DATA EXCERPTS Start Marker

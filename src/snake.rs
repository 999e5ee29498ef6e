use std::{collections::VecDeque, fmt::Display};

use crate::grid::{Grid, Point};

#[derive(Debug, Copy, Clone, Hash, PartialEq, Eq, PartialOrd, Ord)]
pub enum Dir {
    Up,
    Down,
    Left,
    Right,
}

impl Dir {
    /// Autopilot evaluation order; earlier entries win ties.
    pub const ALL: [Dir; 4] = [Dir::Up, Dir::Down, Dir::Left, Dir::Right];

    pub fn delta(&self) -> (i32, i32) {
        match self {
            Dir::Up => (0, -1),
            Dir::Down => (0, 1),
            Dir::Left => (-1, 0),
            Dir::Right => (1, 0),
        }
    }
}

impl Display for Dir {
    fn fmt(&self, f: &mut std::fmt::Formatter<'_>) -> std::fmt::Result {
        let glyph = match self {
            Dir::Up => '^',
            Dir::Down => 'v',
            Dir::Left => '<',
            Dir::Right => '>',
        };
        write!(f, "{}", glyph)?;
        Ok(())
    }
}

pub const SPAWN_BODY: [Point; 3] = [Point { x: 5, y: 5 }, Point { x: 4, y: 5 }, Point { x: 3, y: 5 }];
pub const SPAWN_DIR: Dir = Dir::Right;

#[derive(Debug, Clone, PartialEq, Eq)]
pub struct Snake {
    body: VecDeque<Point>,
    dir: Dir,
}

impl Snake {
    /// Builds a snake from head-first cells. An empty body is a caller bug.
    pub fn new(body: impl IntoIterator<Item = Point>, dir: Dir) -> Self {
        let body: VecDeque<Point> = body.into_iter().collect();
        assert!(!body.is_empty(), "snake body must hold at least one cell");
        Snake { body, dir }
    }

    /// The snake every round starts with.
    pub fn spawn() -> Self {
        Snake::new(SPAWN_BODY, SPAWN_DIR)
    }

    pub fn head(&self) -> Point {
        *self
            .body
            .front()
            .expect("snake body is never empty")
    }

    pub fn direction(&self) -> Dir {
        self.dir
    }

    pub fn body(&self) -> &VecDeque<Point> {
        &self.body
    }

    pub fn len(&self) -> usize {
        self.body.len()
    }

    pub fn is_empty(&self) -> bool {
        self.body.is_empty()
    }

    pub fn occupies(&self, point: Point) -> bool {
        self.body.contains(&point)
    }

    /// Where the head would land heading `dir` from its current cell.
    pub fn next_head(&self, dir: Dir, grid: &Grid) -> Point {
        grid.step(self.head(), dir)
    }

    /// No reversal check: turning back into the neck is accepted and kills
    /// the snake on the next move.
    pub fn set_direction(&mut self, dir: Dir) {
        self.dir = dir;
    }

    fn move_head(&mut self, grid: &Grid) {
        let new_head = self.next_head(self.dir, grid);
        self.body.push_front(new_head);
    }

    /// Advances one cell, keeping the length. Returns the vacated tail cell.
    pub fn move_body(&mut self, grid: &Grid) -> Point {
        self.move_head(grid);
        self.body
            .pop_back()
            .expect("snake body is never empty")
    }

    /// Advances one cell without dropping the tail.
    pub fn grow(&mut self, grid: &Grid) {
        self.move_head(grid);
    }

    pub fn collides_with_self(&self) -> bool {
        let head = self.head();
        self.body.iter().skip(1).any(|seg| *seg == head)
    }
}

impl Default for Snake {
    fn default() -> Self {
        Snake::spawn()
    }
}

DATA EXCERPTS End Marker

Your answer should be the number of lines in the records that contain the word "Left", with nothing added.

4